[2] [On the 5th of May, 1689, being Rogation Sunday, Dr. Edward Sclater made a public recantation of the Romish religion, and was readmitted into the bosom of the English Church, in the chapel at the Savoy. The sermon was preached by Burnet, the newly-consecrated Bishop of Salisbury. (Wood's Athenæ, vol. iv. p. 700. (Bliss.))—ED.]

Having contributed all that I can collect respecting the Sclaters, I should be obliged to any of your correspondents who may be able to add any further notices, or to show whether they were connected or not as members of the same family.

Dr. Edward Kellet is mentioned by Wood, in Fasti Oxonienses, anno 1616, as rector of Ragborough and Croscombe, in Somersetshire. There is no place in Somersetshire of the former name, but there is one which bears the latter. I conceive, therefore, this to be a misprint for Bagborough and Crowcombe, parishes nearly contiguous in the western part of the county.

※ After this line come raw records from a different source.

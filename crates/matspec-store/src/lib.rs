//! Filesystem edge: image directory loading, brief reading, document output.

mod brief;
mod error;
mod images;
mod output;

pub use brief::read_brief;
pub use error::StoreError;
pub use images::{LoadReport, SkippedImage, encode_image, is_supported_image, load_images};
pub use output::write_document;
use std::path::PathBuf;

use thiserror::Error;

#[derive(Debug, Error)]
pub enum StoreError {
    #[error("image directory not found or not a directory: {0}")]
    InvalidDirectory(PathBuf),

    #[error("no valid PNG or JPEG images in {0}")]
    NoImages(PathBuf),

    #[error("brief file not found: {0}")]
    BriefNotFound(PathBuf),

    #[error("could not read brief {path}: {source}")]
    BriefUnreadable {
        path: PathBuf,
        source: std::io::Error,
    },

    #[error("{name}: {message}")]
    Image { name: String, message: String },

    #[error("could not write {path}: {source}")]
    Write {
        path: PathBuf,
        source: std::io::Error,
    },

    #[error("io error: {0}")]
    Io(#[from] std::io::Error),
}

impl StoreError {
    /// Concrete next step for user-facing output.
    pub fn hint(&self) -> &'static str {
        match self {
            Self::InvalidDirectory(_) => "Check the --images path.",
            Self::NoImages(_) => "Add .png, .jpg or .jpeg files to the directory and run again.",
            Self::BriefNotFound(_) | Self::BriefUnreadable { .. } => {
                "Check the --brief path points to a readable text file."
            }
            Self::Image { .. } => "Check that the file is a readable PNG or JPEG image.",
            Self::Write { .. } | Self::Io(_) => {
                "Check that the output directory is writable and has free space."
            }
        }
    }
}
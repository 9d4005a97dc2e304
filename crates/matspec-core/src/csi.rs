//! CSI MasterFormat division lookup for architectural materials.
//!
//! Only the divisions that visualisations can plausibly show are covered
//! (03 Concrete through 10 Specialties). Lookup is keyword based: the keyword
//! that appears earliest in the text wins, so "metal cladding" files under
//! Metals while "cladding panels of zinc" files under Thermal and Moisture
//! Protection.

/// Division codes and titles, in division order.
pub const DIVISIONS: &[(&str, &str)] = &[
    ("03", "Concrete"),
    ("04", "Masonry"),
    ("05", "Metals"),
    ("06", "Wood, Plastics, and Composites"),
    ("07", "Thermal and Moisture Protection"),
    ("08", "Openings"),
    ("09", "Finishes"),
    ("10", "Specialties"),
];

/// Material keyword → division code.
const KEYWORDS: &[(&str, &str)] = &[
    ("concrete", "03"),
    ("precast", "03"),
    ("cast-in-place", "03"),
    ("cementitious", "03"),
    ("masonry", "04"),
    ("brick", "04"),
    ("stone", "04"),
    ("limestone", "04"),
    ("sandstone", "04"),
    ("granite", "04"),
    ("marble", "04"),
    ("terracotta", "04"),
    ("terra cotta", "04"),
    ("cmu", "04"),
    ("metal", "05"),
    ("aluminum", "05"),
    ("aluminium", "05"),
    ("steel", "05"),
    ("copper", "05"),
    ("zinc", "05"),
    ("bronze", "05"),
    ("corten", "05"),
    ("wood", "06"),
    ("timber", "06"),
    ("composite", "06"),
    ("plywood", "06"),
    ("glulam", "06"),
    ("clt", "06"),
    ("bamboo", "06"),
    ("cladding", "07"),
    ("roofing", "07"),
    ("roof", "07"),
    ("membrane", "07"),
    ("insulation", "07"),
    ("waterproofing", "07"),
    ("glass", "08"),
    ("glazing", "08"),
    ("curtain wall", "08"),
    ("storefront", "08"),
    ("window", "08"),
    ("door", "08"),
    ("skylight", "08"),
    ("louver", "08"),
    ("louvre", "08"),
    ("paint", "09"),
    ("plaster", "09"),
    ("gypsum", "09"),
    ("drywall", "09"),
    ("tile", "09"),
    ("terrazzo", "09"),
    ("carpet", "09"),
    ("stucco", "09"),
    ("render", "09"),
    ("flooring", "09"),
    ("ceiling", "09"),
    ("signage", "10"),
    ("wayfinding", "10"),
];

/// Title for a division code.
pub fn division_name(code: &str) -> Option<&'static str> {
    DIVISIONS
        .iter()
        .find(|(c, _)| *c == code)
        .map(|(_, name)| *name)
}

/// Human-readable division label, e.g. "Division 08 - Openings".
pub fn division_label(code: &str) -> String {
    match division_name(code) {
        Some(name) => format!("Division {code} - {name}"),
        None => format!("Division {code}"),
    }
}

/// Infer the division for a material description.
///
/// Keywords must start at a word boundary ("glass" does not match inside
/// "fibreglass"). Among matches, the earliest position wins and ties go to the
/// longer keyword.
pub fn division_for(text: &str) -> Option<&'static str> {
    let lower = text.to_lowercase();
    let mut best: Option<(usize, usize, &'static str)> = None;

    for &(keyword, code) in KEYWORDS {
        let Some(pos) = find_word_start(&lower, keyword) else {
            continue;
        };
        let better = match best {
            None => true,
            Some((best_pos, best_len, _)) => {
                pos < best_pos || (pos == best_pos && keyword.len() > best_len)
            }
        };
        if better {
            best = Some((pos, keyword.len(), code));
        }
    }

    best.map(|(_, _, code)| code)
}

/// Byte offset of the first occurrence of `needle` that starts a word.
fn find_word_start(haystack: &str, needle: &str) -> Option<usize> {
    haystack.match_indices(needle).map(|(i, _)| i).find(|&i| {
        haystack[..i]
            .chars()
            .next_back()
            .is_none_or(|c| !c.is_alphanumeric())
    })
}

#[cfg(test)]
mod tests {
    use super::*;

    #[test]
    fn maps_common_materials() {
        assert_eq!(division_for("Exposed concrete structure"), Some("03"));
        assert_eq!(division_for("Reclaimed brick"), Some("04"));
        assert_eq!(division_for("CMU"), Some("04"));
        assert_eq!(division_for("Anodized aluminum fins"), Some("05"));
        assert_eq!(division_for("Timber"), Some("06"));
        assert_eq!(division_for("Low-E glass"), Some("08"));
        assert_eq!(division_for("Unitized curtain wall system"), Some("08"));
        assert_eq!(division_for("Lime plaster"), Some("09"));
    }

    #[test]
    fn earliest_keyword_wins() {
        assert_eq!(division_for("Metal cladding"), Some("05"));
        assert_eq!(division_for("Timber cladding"), Some("06"));
        assert_eq!(division_for("Cladding panels of zinc"), Some("07"));
    }

    #[test]
    fn keywords_respect_word_start() {
        assert_eq!(division_for("fibreglass"), None);
        assert_eq!(division_for("Hardwood decking"), None);
        assert_eq!(division_for("wood-look porcelain"), Some("06"));
    }

    #[test]
    fn unknown_material_has_no_division() {
        assert_eq!(division_for("Vegetation"), None);
        assert_eq!(division_for(""), None);
    }

    #[test]
    fn labels() {
        assert_eq!(division_name("08"), Some("Openings"));
        assert_eq!(division_label("05"), "Division 05 - Metals");
        assert_eq!(division_label("42"), "Division 42");
    }
}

The Gentleman's Magazine for February 1841 contains a notice of a work by Edward Kellet, entitled Tricœnium Christi in nocte proditionis suæ: The Threefold Supper of Christ, &c.: folio, Lond. 1641. His antipathy to tobacco must have been worthy of that of good King James himself; for, starting from the Feast of the Passover, he delivers the following violent counter-blast against the weed, and those who use it:

"The earth, ayre, and water afford not enough for their gluttony, and though sawcy Art second Nature, nor eye nor desire is satisfyed: the creatures groane under this grosse abuse: these are swinish Epicures, prodigal consumers of God's blessings. Tobacco, the never unseasonable Tobacco, the all-usefull Tobacco, good for meate, drinke, and cloathing; good for cold, heate, and all diseases, this must sharpen their appetites before meate, must heate it at their meate, being the only curious antepast, sauce, and post-past; wine and beere must wash downe the stenche of that weede, and it again must dry up their moyst fumes."

To revert to the Sclaters, or to a name idem sonans. In the Hutton Correspondence, as published by the Surtees Society, at p. 65., is a letter of remonstrance, dated "10 Maye, 1582," addressed to Francis Walsingham, by the Chapter of York, respecting a dispensation that had been granted to "Mr. Doctor Gibson;" and among the signatures appears that of George Slater, who, "as one of their companie," had been despatched to deal personally "for the quietinge of the matter" with the Archbishop of Canterbury and the Earl of Huntingdon, then President of the North Mountstone.

BALLIOLENSIS.

PASSAGE FROM DOVER TO CALAIS.

The charge for conveyance of passengers between Dover and Calais was fixed by a statute made in the fourth year of the reign of Edward III., A.D. 1330, at sixpence for a foot passenger, and two shillings for a man and horse, as may be seen in the following extract from this statute:

"Item. Com avant ces heures homme a cheval soleit aver son passage de la meer a port de Dovre pur ii, s. et homme apee pur vi, d. et ore denovel ont les gardiens de passage et passagers pris plus a grande damage de poeple; Si est accorde que en dit port et touz autres, et auxint en touz les autres passages de la terre, auxibien en ewes douces, come en braz de meer, les passauntz paient desore come ancienement soleint, et de plus ne soient charges, ne les passagers ne gardiens des passages nient plus ne preignent."